Heute lähmt die Wirtschaftskrise eine völlig ratlose Politik, und ausgerechnet Professoren der Ökonomie, dieser als Wissenschaft auftretenden Zivilreligion, erscheinen als die besseren Politiker. Barack Obama schlägt sich mit republikanischen Mehrheiten herum und bangt um die Wiederwahl. Japan, Russland und Kanada haben sich vom Kyoto-Protokoll verabschiedet.
Aus den öffentlichen Debatten ist der Klimawandel weitgehend verschwunden. Wenn, um nur ein aktuelles Beispiel zu nennen, der Kanton Zürich am 27. November über eine Flughafenvorlage abstimmt, dann war im Abstimmungskampf viel von Fluglärm die Rede. Eine grundsätzliche Diskussion darüber, dass Fliegen, nähme man den Klimawandel ernst, in Zukunft nicht mehr drinliegt, dass es mithin auch ökonomisch unsinnig wäre, Flughäfen auszubauen, glaubte man denn ernsthaft an den politischen Willen, die Katastrophe abzuwenden: Eine solche Diskussion hat nicht stattgefunden. Die BefürworterInnen des Ausbauverbots wollen ja nicht als wirtschaftsfeindlich gelten. Von Klimawandel zu sprechen, wäre da total uncool.

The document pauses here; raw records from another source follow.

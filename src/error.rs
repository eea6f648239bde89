use snafu::Snafu;

#[derive(Debug, Snafu)]
#[snafu(visibility(pub(crate)))]
pub enum Error {
    #[snafu(display("GET {} failed: {}", path, source))]
    Transport { path: String, source: reqwest::Error },

    #[snafu(display("GET {}: HTTP {}: {}", path, status, message))]
    Status {
        path: String,
        status: u16,
        message: String,
    },

    #[snafu(display("GET {}: could not decode response: {}", path, source))]
    Decode {
        path: String,
        source: serde_json::Error,
    },

    #[snafu(display("{} was not found", what))]
    NotFound { what: String },

    #[snafu(display("fetch_many needs at least one id"))]
    EmptyIds,

    #[snafu(display("fetch needs a non-empty id"))]
    EmptyId,

    #[snafu(display("base url \"{}\" cannot carry a path", url))]
    InvalidBaseUrl { url: String },

    #[snafu(display("could not parse url \"{}\": {}", url, source))]
    ParseUrl {
        url: String,
        source: url::ParseError,
    },

    #[snafu(display("could not encode query parameters: {}", source))]
    Encode { source: serde_json::Error },

    #[snafu(display("could not build the HTTP client: {}", source))]
    Client { source: reqwest::Error },

    #[snafu(display("Required env var \"{}\" was not set", name))]
    MissingEnv { name: String },

    #[snafu(display("env var \"{}\" has an invalid value \"{}\"", name, value))]
    InvalidEnv { name: String, value: String },
}

impl Error {
    /// True for the failures that happened before or while talking to the server,
    /// as opposed to a response that could not be understood.
    pub fn is_transport(&self) -> bool {
        matches!(self, Error::Transport { .. } | Error::Status { .. })
    }

    pub fn is_decode(&self) -> bool {
        matches!(self, Error::Decode { .. })
    }

    pub fn is_not_found(&self) -> bool {
        matches!(self, Error::NotFound { .. })
    }
}

pub type Result<T, E = Error> = std::result::Result<T, E>;
#![allow(dead_code)]

use giphy_client::{Api, Giphy, RawResponse, Result, Transport};
use std::collections::HashMap;
use std::fs;
use std::sync::{Arc, Mutex};
use url::Url;

pub const BASE_URL: &str = "http://giphy.test/";
pub const API_KEY: &str = "test-key";

/// Serves canned bodies by request path and remembers every URL it was asked for.
#[derive(Default)]
pub struct Recorder {
    routes: HashMap<String, (u16, String)>,
    seen: Mutex<Vec<Url>>,
}

impl Recorder {
    pub fn new() -> Self {
        Recorder::default()
    }

    pub fn route(mut self, path: &str, status: u16, body: impl Into<String>) -> Self {
        self.routes.insert(path.to_string(), (status, body.into()));
        self
    }

    pub fn ok(self, path: &str, body: impl Into<String>) -> Self {
        self.route(path, 200, body)
    }

    pub fn requests(&self) -> Vec<Url> {
        self.seen.lock().unwrap().clone()
    }

    pub fn last(&self) -> Url {
        self.requests().pop().expect("no request was made")
    }

    /// Query parameters of the most recent request.
    pub fn query(&self) -> HashMap<String, String> {
        self.last().query_pairs().into_owned().collect()
    }
}

impl Transport for Recorder {
    fn get(&self, url: &Url) -> Result<RawResponse> {
        self.seen.lock().unwrap().push(url.clone());
        let (status, body) = self.routes.get(url.path()).cloned().unwrap_or_else(|| {
            (
                404,
                r#"{"data": [], "meta": {"status": 404, "msg": "Not Found"}}"#.to_string(),
            )
        });
        Ok(RawResponse { status, body })
    }
}

pub fn stub_giphy(recorder: Recorder) -> (Giphy, Arc<Recorder>) {
    let recorder = Arc::new(recorder);
    let api = Api::with_transport(API_KEY, BASE_URL, recorder.clone()).unwrap();
    (Giphy::with_api(api), recorder)
}

pub fn fixture(name: &str) -> String {
    let path = format!("{}/tests/fixtures/{}", env!("CARGO_MANIFEST_DIR"), name);
    fs::read_to_string(&path).unwrap_or_else(|e| panic!("reading {}: {}", path, e))
}
use serde::de::DeserializeOwned;
use serde::{Deserialize, Serialize};
use serde_json::Value;
use snafu::ResultExt;
use std::fmt;
use std::sync::Arc;
use url::Url;

use crate::config::{normalize_base_url, Config};
use crate::error::{DecodeSnafu, Error, InvalidBaseUrlSnafu, NotFoundSnafu, Result, StatusSnafu};
use crate::params::query_pairs;
use crate::transport::{HttpTransport, Transport};

#[derive(Deserialize)]
struct Envelope {
    data: Value,
}

/// What is left of the envelope on an error status.
#[derive(Deserialize)]
struct ErrorBody {
    meta: Option<Meta>,
}

#[derive(Deserialize)]
struct Meta {
    msg: Option<String>,
}

/// The request helper shared by every resource client: builds the URL, adds
/// the key and the present options, performs the GET and unwraps `data`.
#[derive(Clone)]
pub struct Api {
    api_key: String,
    base_url: Url,
    transport: Arc<dyn Transport>,
}

impl fmt::Debug for Api {
    fn fmt(&self, f: &mut fmt::Formatter<'_>) -> fmt::Result {
        f.debug_struct("Api")
            .field("base_url", &self.base_url.as_str())
            .finish()
    }
}

impl Api {
    /// Default base URL and timeout, talking HTTP through reqwest.
    pub fn new(api_key: impl Into<String>) -> Result<Self> {
        Self::from_config(&Config::new(api_key))
    }

    pub fn from_config(config: &Config) -> Result<Self> {
        let transport = HttpTransport::new(config.timeout)?;
        Self::with_transport(
            config.api_key.clone(),
            config.base_url.as_str(),
            Arc::new(transport),
        )
    }

    pub fn with_transport(
        api_key: impl Into<String>,
        base_url: &str,
        transport: Arc<dyn Transport>,
    ) -> Result<Self> {
        Ok(Api {
            api_key: api_key.into(),
            base_url: normalize_base_url(base_url)?,
            transport,
        })
    }

    pub fn base_url(&self) -> &Url {
        &self.base_url
    }

    /// Endpoint URL from percent-encoded path segments plus the query string.
    pub(crate) fn url<P>(&self, segments: &[&str], params: &P) -> Result<Url>
    where
        P: Serialize + ?Sized,
    {
        let mut url = self.base_url.clone();
        url.path_segments_mut()
            .map_err(|_| {
                InvalidBaseUrlSnafu {
                    url: self.base_url.as_str(),
                }
                .build()
            })?
            .pop_if_empty()
            .extend(segments);

        let pairs = query_pairs(params)?;
        {
            let mut query = url.query_pairs_mut();
            query.append_pair("api_key", &self.api_key);
            for (key, value) in &pairs {
                query.append_pair(key, value);
            }
        }
        Ok(url)
    }

    /// GET the endpoint and hand its `data` value to `map`.
    pub(crate) fn request<P, T, F>(&self, segments: &[&str], params: &P, map: F) -> Result<T>
    where
        P: Serialize + ?Sized,
        F: FnOnce(Value) -> Result<T>,
    {
        let url = self.url(segments, params)?;
        let path = url.path().to_string();
        log::debug!("GET {}", path);

        let res = self.transport.get(&url)?;

        if !res.is_success() {
            let message = serde_json::from_str::<ErrorBody>(&res.body)
                .ok()
                .and_then(|e| e.meta)
                .and_then(|m| m.msg)
                .unwrap_or_else(|| res.body.chars().take(200).collect());
            log::warn!("GIPHY API: HTTP {} for {}: {}", res.status, path, message);

            if res.status == 404 {
                return NotFoundSnafu { what: path }.fail();
            }
            return StatusSnafu {
                path,
                status: res.status,
                message,
            }
            .fail();
        }

        let envelope: Envelope =
            serde_json::from_str(&res.body).context(DecodeSnafu { path: path.clone() })?;
        log::trace!("GET {}: {} bytes", path, res.body.len());

        map(envelope.data).map_err(|e| match e {
            Error::Decode { source, .. } => Error::Decode { path, source },
            other => other,
        })
    }

    /// GET the endpoint and deserialize its `data` value as `T`.
    pub(crate) fn get<P, T>(&self, segments: &[&str], params: &P) -> Result<T>
    where
        P: Serialize + ?Sized,
        T: DeserializeOwned,
    {
        self.request(segments, params, parse)
    }

    /// Like `get`, for endpoints returning a single object: an empty payload
    /// means nothing matched.
    pub(crate) fn get_one<P, T>(&self, segments: &[&str], params: &P, what: &str) -> Result<T>
    where
        P: Serialize + ?Sized,
        T: DeserializeOwned,
    {
        self.request(segments, params, |data| {
            if is_empty(&data) {
                return NotFoundSnafu { what }.fail();
            }
            parse(data)
        })
        .map_err(|e| match e {
            Error::NotFound { .. } => Error::NotFound {
                what: what.to_string(),
            },
            other => other,
        })
    }
}

pub(crate) fn parse<T: DeserializeOwned>(data: Value) -> Result<T> {
    serde_json::from_value(data).context(DecodeSnafu { path: "" })
}

/// A list payload where `null`, `{}` or `[]` all mean "no results".
pub(crate) fn list<T: DeserializeOwned>(data: Value) -> Result<Vec<T>> {
    if is_empty(&data) {
        return Ok(Vec::new());
    }
    parse(data)
}

pub(crate) fn truncate<T>(items: &mut Vec<T>, limit: Option<u32>) {
    if let Some(limit) = limit {
        items.truncate(limit as usize);
    }
}

/// `null`, `[]` and `{}` all mean "nothing here".
pub(crate) fn is_empty(data: &Value) -> bool {
    match data {
        Value::Null => true,
        Value::Array(items) => items.is_empty(),
        Value::Object(map) => map.is_empty(),
        _ => false,
    }
}
use reqwest::blocking::Client;
use snafu::ResultExt;
use std::time::Duration;
use url::Url;

use crate::error::{ClientSnafu, Result, TransportSnafu};

/// Status and body of a GET, before any interpretation.
#[derive(Debug, Clone, PartialEq)]
pub struct RawResponse {
    pub status: u16,
    pub body: String,
}

impl RawResponse {
    pub fn is_success(&self) -> bool {
        (200..300).contains(&self.status)
    }
}

/// Synchronous HTTP GET. Implementations must not retry.
pub trait Transport: Send + Sync {
    fn get(&self, url: &Url) -> Result<RawResponse>;
}

/// The default transport, a blocking reqwest client.
#[derive(Debug, Clone)]
pub struct HttpTransport {
    client: Client,
}

impl HttpTransport {
    pub fn new(timeout: Duration) -> Result<Self> {
        let client = Client::builder()
            .timeout(timeout)
            .build()
            .context(ClientSnafu)?;
        Ok(HttpTransport { client })
    }
}

impl Transport for HttpTransport {
    fn get(&self, url: &Url) -> Result<RawResponse> {
        let path = url.path().to_string();
        let res = self
            .client
            .get(url.clone())
            .send()
            .context(TransportSnafu { path: path.clone() })?;

        let status = res.status().as_u16();
        let body = res.text().context(TransportSnafu { path })?;

        Ok(RawResponse { status, body })
    }
}
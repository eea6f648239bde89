use serde::{Deserialize, Serialize};
use serde_json::Value;

use crate::api::{list, parse, truncate, Api};
use crate::error::{EmptyIdSnafu, EmptyIdsSnafu, Result};
use crate::models::{Category, Channel, Gif, Term};
use crate::params::{
    join_ids, FetchOptions, Page, Phrase, Query, RandomOptions, SearchOptions, TranslateOptions,
    TrendingOptions,
};

const GIFS: &str = "gifs";

#[derive(Serialize)]
struct Ids<'a> {
    ids: String,
    #[serde(flatten)]
    options: &'a FetchOptions,
}

#[derive(Deserialize)]
struct RandomId {
    random_id: String,
}

/// The gif endpoints, plus the tag, channel and category lookups that live
/// next to them.
#[derive(Debug, Clone)]
pub struct GifClient {
    api: Api,
}

impl GifClient {
    pub fn new(api_key: impl Into<String>) -> Result<Self> {
        Ok(Self::with_api(Api::new(api_key)?))
    }

    pub fn with_api(api: Api) -> Self {
        GifClient { api }
    }

    /// Most relevant gifs right now, in the order the server ranks them.
    pub fn trending(&self, options: &TrendingOptions) -> Result<Vec<Gif>> {
        let mut gifs: Vec<Gif> = self.api.get(&["v1", GIFS, "trending"], options)?;
        truncate(&mut gifs, options.limit);
        Ok(gifs)
    }

    pub fn search(&self, q: &str, options: &SearchOptions) -> Result<Vec<Gif>> {
        let mut gifs: Vec<Gif> = self
            .api
            .get(&["v1", GIFS, "search"], &Query { q, options })?;
        truncate(&mut gifs, options.limit);
        Ok(gifs)
    }

    /// The single gif that best illustrates `phrase`.
    pub fn translate(&self, phrase: &str, options: &TranslateOptions) -> Result<Gif> {
        let params = Phrase { s: phrase, options };
        self.api
            .get_one(&["v1", GIFS, "translate"], &params, &format!("translation of {:?}", phrase))
    }

    pub fn random(&self, options: &RandomOptions) -> Result<Gif> {
        let what = match &options.tag {
            Some(tag) => format!("random gif tagged {:?}", tag),
            None => "random gif".to_string(),
        };
        self.api.get_one(&["v1", GIFS, "random"], options, &what)
    }

    /// Fails with `Error::NotFound` when no gif has this id.
    pub fn fetch(&self, id: &str, options: &FetchOptions) -> Result<Gif> {
        if id.trim().is_empty() {
            return EmptyIdSnafu.fail();
        }
        self.api
            .get_one(&["v1", GIFS, id], options, &format!("gif {}", id))
    }

    /// Gifs for every id the server can resolve, in the server's order.
    pub fn fetch_many<S: AsRef<str>>(&self, ids: &[S], options: &FetchOptions) -> Result<Vec<Gif>> {
        if ids.is_empty() {
            return EmptyIdsSnafu.fail();
        }
        let params = Ids {
            ids: join_ids(ids),
            options,
        };
        self.api.request(&["v1", GIFS], &params, list)
    }

    /// Currently trending search terms, as the server sends them.
    pub fn fetch_searches(&self) -> Result<Vec<Value>> {
        self.api.request(&["v1", "trending", "searches"], &(), list)
    }

    /// Tags related to `term`, most relevant first.
    pub fn fetch_related_terms(&self, term: &str) -> Result<Vec<Term>> {
        self.api.request(&["v1", "tags", "related", term], &(), terms)
    }

    /// The tag most closely related to `term`, if the server knows any.
    pub fn fetch_relate_search(&self, term: &str) -> Result<Option<String>> {
        let related = self.fetch_related_terms(term)?;
        Ok(related.into_iter().next().map(|t| t.name))
    }

    /// Channels matching `q`; empty when nothing matches.
    pub fn fetch_channels(&self, q: &str, page: &Page) -> Result<Vec<Channel>> {
        self.api.request(
            &["v1", "channels", "search"],
            &Query { q, options: page },
            list,
        )
    }

    pub fn fetch_tag_autocomplete(&self, q: &str, page: &Page) -> Result<Vec<Term>> {
        self.api.request(
            &["v1", GIFS, "search", "tags"],
            &Query { q, options: page },
            terms,
        )
    }

    pub fn fetch_categories(&self) -> Result<Vec<Category>> {
        self.api.request(&["v1", GIFS, "categories"], &(), list)
    }

    /// A fresh id to pass as `random_id` so the server can personalise results.
    pub fn random_id(&self) -> Result<String> {
        let id: RandomId = self.api.get(&["v1", "randomid"], &())?;
        Ok(id.random_id)
    }
}

/// Term endpoints answer with either a list or a lone object.
fn terms(data: Value) -> Result<Vec<Term>> {
    let single = matches!(&data, Value::Object(map) if !map.is_empty());
    if single {
        return parse(data).map(|term| vec![term]);
    }
    list(data)
}

#[cfg(test)]
mod tests {
    use super::*;
    use serde_json::json;

    #[test]
    fn test_terms_shapes() {
        let many = terms(json!([{ "name": "cat" }, { "name": "kitten" }])).unwrap();
        assert_eq!(many.len(), 2);

        let one = terms(json!({ "name": "cat" })).unwrap();
        assert_eq!(one[0].name, "cat");

        assert!(terms(json!(null)).unwrap().is_empty());
        assert!(terms(json!({})).unwrap().is_empty());
    }
}
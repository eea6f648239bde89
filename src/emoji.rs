use serde_json::Value;

use crate::api::{list, parse, Api};
use crate::error::{Error, Result};
use crate::models::Emoji;
use crate::params::Page;

#[derive(Debug, Clone)]
pub struct EmojiClient {
    api: Api,
}

impl EmojiClient {
    pub fn new(api_key: impl Into<String>) -> Result<Self> {
        Ok(Self::with_api(Api::new(api_key)?))
    }

    pub fn with_api(api: Api) -> Self {
        EmojiClient { api }
    }

    /// One page of the emoji catalog.
    pub fn fetch(&self, page: &Page) -> Result<Vec<Emoji>> {
        self.api.request(&["v2", "emoji"], page, list)
    }

    /// The emoji with its alternate renderings attached, or `None` when the
    /// server has no variation data for it, unknown ids included.
    pub fn get_variations(&self, emoji_id: &str) -> Result<Option<Emoji>> {
        let found = self
            .api
            .request(&["v2", "emoji", emoji_id, "variations"], &(), |data| {
                Ok(with_variations(emoji_id, renderings(data)?))
            });
        match found {
            Err(Error::NotFound { .. }) => Ok(None),
            other => other,
        }
    }
}

/// Variations come as a list, a lone object, or nested one level deeper
/// under another `data` key.
fn renderings(data: Value) -> Result<Vec<Emoji>> {
    match data {
        Value::Object(mut map) if map.contains_key("data") => {
            renderings(map.remove("data").unwrap_or(Value::Null))
        }
        Value::Object(map) if !map.is_empty() => parse(Value::Object(map)).map(|e| vec![e]),
        other => list(other),
    }
}

/// The rendering whose id matches (or the first one) becomes the base emoji,
/// every other rendering one of its variations.
fn with_variations(emoji_id: &str, mut renderings: Vec<Emoji>) -> Option<Emoji> {
    if renderings.is_empty() {
        return None;
    }
    let base = renderings
        .iter()
        .position(|e| e.id == emoji_id)
        .unwrap_or(0);
    let mut emoji = renderings.remove(base);
    emoji.variations = renderings;
    Some(emoji)
}
impl Economy for MemoryEconomy {
    fn name(&self) -> &str {
        "Memory Economy"
    }

    fn is_enabled(&self) -> bool {
        true
    }

    fn has_bank_support(&self) -> bool {
        true
    }

    fn fractional_digits(&self) -> Option<u32> {
        Some(self.settings.fractional_digits)
    }

    fn format(&self, amount: f64) -> String {
        let currency = if amount == 1.0 {
            &self.settings.currency_singular
        } else {
            &self.settings.currency_plural
        };
        let digits = self.settings.fractional_digits as usize;
        format!("{amount:.digits$} {currency}")
    }

    fn currency_name_singular(&self) -> &str {
        &self.settings.currency_singular
    }

    fn currency_name_plural(&self) -> &str {
        &self.settings.currency_plural
    }

    fn has_account(&self, player: &str, world: Option<&str>) -> bool {
        self.state()
            .accounts
            .contains_key(&self.account_key(player, world))
    }

    fn balance(&self, player: &str, world: Option<&str>) -> f64 {
        let units = self
            .state()
            .accounts
            .get(&self.account_key(player, world))
            .copied()
            .unwrap_or(0);
        self.from_units(units)
    }

    fn withdraw_player(&self, player: &str, world: Option<&str>, amount: f64) -> EconomyResponse {
        let units = match self.check_amount(amount, "withdraw") {
            Ok(units) => units,
            Err(e) => {
                return EconomyResponse::failure(amount, self.balance(player, world), e.to_string())
            }
        };

        let key = self.account_key(player, world);
        let mut state = self.state_mut();
        let Some(balance) = state.accounts.get_mut(&key) else {
            return EconomyResponse::failure(amount, 0.0, "Account does not exist");
        };

        let start = *balance;
        if units > start {
            return EconomyResponse::insufficient_funds(amount, self.from_units(start));
        }

        *balance -= units;
        debug!("Withdrew {} from {} (balance {})", units, player, *balance);
        EconomyResponse::success(
            self.from_units(units),
            self.from_units(start),
            self.from_units(*balance),
        )
    }

    fn deposit_player(&self, player: &str, world: Option<&str>, amount: f64) -> EconomyResponse {
        let units = match self.check_amount(amount, "deposit") {
            Ok(units) => units,
            Err(e) => {
                return EconomyResponse::failure(amount, self.balance(player, world), e.to_string())
            }
        };

        let key = self.account_key(player, world);
        let mut state = self.state_mut();
        let Some(balance) = state.accounts.get_mut(&key) else {
            return EconomyResponse::failure(amount, 0.0, "Account does not exist");
        };

        let start = *balance;
        let Some(updated) = start.checked_add(units) else {
            return EconomyResponse::failure(amount, self.from_units(start), BALANCE_OVERFLOW);
        };
        *balance = updated;
        debug!("Deposited {} to {} (balance {})", units, player, *balance);
        EconomyResponse::success(
            self.from_units(units),
            self.from_units(start),
            self.from_units(*balance),
        )
    }

    fn create_player_account(&self, player: &str, world: Option<&str>) -> bool {
        let key = self.account_key(player, world);
        let starting = self.to_units(self.settings.starting_balance);
        let mut state = self.state_mut();
        if state.accounts.contains_key(&key) {
            return false;
        }
        state.accounts.insert(key, starting);
        debug!("Created account for {} in {:?}", player, world);
        true
    }

    fn create_bank(&self, name: &str, owner: &str) -> EconomyResponse {
        let mut state = self.state_mut();
        if state.banks.contains_key(name) {
            return EconomyResponse::failure(0.0, 0.0, format!("Bank '{name}' already exists"));
        }
        state.banks.insert(
            name.to_string(),
            Bank {
                owner: owner.to_string(),
                members: BTreeSet::new(),
                balance: 0,
            },
        );
        debug!("Created bank {} owned by {}", name, owner);
        EconomyResponse::success(0.0, 0.0, 0.0)
    }

    fn delete_bank(&self, name: &str) -> EconomyResponse {
        match self.state_mut().banks.remove(name) {
            Some(bank) => {
                let balance = self.from_units(bank.balance);
                EconomyResponse::success(0.0, balance, 0.0)
            }
            None => EconomyResponse::failure(0.0, 0.0, format!("Bank '{name}' does not exist")),
        }
    }

    fn bank_balance(&self, name: &str) -> EconomyResponse {
        match self.state().banks.get(name) {
            Some(bank) => {
                let balance = self.from_units(bank.balance);
                EconomyResponse::success(0.0, balance, balance)
            }
            None => EconomyResponse::failure(0.0, 0.0, format!("Bank '{name}' does not exist")),
        }
    }

    fn bank_has(&self, name: &str, amount: f64) -> EconomyResponse {
        let units = match self.check_amount(amount, "check") {
            Ok(units) => units,
            Err(e) => return EconomyResponse::failure(amount, 0.0, e.to_string()),
        };

        let state = self.state();
        let Some(bank) = state.banks.get(name) else {
            return EconomyResponse::failure(amount, 0.0, format!("Bank '{name}' does not exist"));
        };

        let balance = self.from_units(bank.balance);
        if units > bank.balance {
            EconomyResponse::insufficient_funds(amount, balance)
        } else {
            EconomyResponse::success(amount, balance, balance)
        }
    }

    fn bank_withdraw(&self, name: &str, amount: f64) -> EconomyResponse {
        let units = match self.check_amount(amount, "withdraw") {
            Ok(units) => units,
            Err(e) => return EconomyResponse::failure(amount, 0.0, e.to_string()),
        };

        let mut state = self.state_mut();
        let Some(bank) = state.banks.get_mut(name) else {
            return EconomyResponse::failure(amount, 0.0, format!("Bank '{name}' does not exist"));
        };

        let start = bank.balance;
        if units > start {
            return EconomyResponse::insufficient_funds(amount, self.from_units(start));
        }
        bank.balance -= units;
        EconomyResponse::success(
            self.from_units(units),
            self.from_units(start),
            self.from_units(bank.balance),
        )
    }

    fn bank_deposit(&self, name: &str, amount: f64) -> EconomyResponse {
        let units = match self.check_amount(amount, "deposit") {
            Ok(units) => units,
            Err(e) => return EconomyResponse::failure(amount, 0.0, e.to_string()),
        };

        let mut state = self.state_mut();
        let Some(bank) = state.banks.get_mut(name) else {
            return EconomyResponse::failure(amount, 0.0, format!("Bank '{name}' does not exist"));
        };

        let start = bank.balance;
        let Some(updated) = start.checked_add(units) else {
            return EconomyResponse::failure(amount, self.from_units(start), BALANCE_OVERFLOW);
        };
        bank.balance = updated;
        EconomyResponse::success(
            self.from_units(units),
            self.from_units(start),
            self.from_units(bank.balance),
        )
    }

    fn is_bank_owner(&self, name: &str, player: &str) -> EconomyResponse {
        match self.state().banks.get(name) {
            Some(bank) if bank.owner == player => {
                let balance = self.from_units(bank.balance);
                EconomyResponse::success(0.0, balance, balance)
            }
            Some(bank) => EconomyResponse::failure(
                0.0,
                self.from_units(bank.balance),
                format!("{player} does not own bank '{name}'"),
            ),
            None => EconomyResponse::failure(0.0, 0.0, format!("Bank '{name}' does not exist")),
        }
    }

    fn is_bank_member(&self, name: &str, player: &str) -> EconomyResponse {
        match self.state().banks.get(name) {
            Some(bank) if bank.owner == player || bank.members.contains(player) => {
                let balance = self.from_units(bank.balance);
                EconomyResponse::success(0.0, balance, balance)
            }
            Some(bank) => EconomyResponse::failure(
                0.0,
                self.from_units(bank.balance),
                format!("{player} is not a member of bank '{name}'"),
            ),
            None => EconomyResponse::failure(0.0, 0.0, format!("Bank '{name}' does not exist")),
        }
    }

    fn banks(&self) -> Vec<String> {
        self.state().banks.keys().cloned().collect()
    }
}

Uncool ist es auch, Katastrophenstimmung zu verbreiten. Die gute Laune angesichts des prächtigen Novemberwetters mit dem Hinweis auf die Rekordtrockenheit zu verderben. Man riskiert, dass die Leute in Apathie verfallen, womit auch niemandem gedient wäre. Also nur keine Panik. Und so glauben denn auch unter denen, die den Klimawandel nicht rundweg leugnen, immer noch viele, es gehe darum, das Überleben der Eisbären zu sichern, indem man Elektroauto fährt, Sparlampen kauft und CleantechlobbyistInnen ins Parlament wählt. Nur nichts überstürzen, sonst machen die BürgerInnen nicht mit.
Unterdessen übertreffen die Treibhausgasemissionen die schlimmsten Erwartungen. Wir gehen auf eine Erwärmung um sechs Grad bis Ende unseres Jahrhunderts zu. Südeuropa könnte so unwirtlich werden wie die Sahara. Längerfristig würde die grönländische Eisdecke schmelzen und den Meeresspiegel um mehrere Meter anheben. Ohne Gletscher in den Alpen, in den Anden oder im Himalaja geriete die Trinkwasserversorgung von mehr als einer Milliarde Menschen in Gefahr. Es drohen Ressourcenkriege, Hungerkatastrophen, der Kollaps staatlicher Strukturen.
«Beende deinen Artikel mit einem Ausblick, wie das Problem sich lösen lässt», heisst es oft, wenn ich über den Klimawandel schreiben soll, «wir wollen unsere LeserInnen nicht entmutigen.» Ich kann dem Wunsch immer entsprechen, denn es braucht nicht viel Fantasie – wenn auch mehr, als in der Politik üblich ist –, um sich eine Welt vorzustellen, die anders ist als unsere, ohne schlechter zu sein. Allein, man müsste handeln.
In Durban gilt es, die Aufgabe zu lösen, die «Kopenhagen» nicht gelöst hat. Sie ist einfach noch schwieriger geworden. Doch vielleicht geschieht ja ein politisches Wunder. Dann hätten wir noch einmal eine letzte Chance.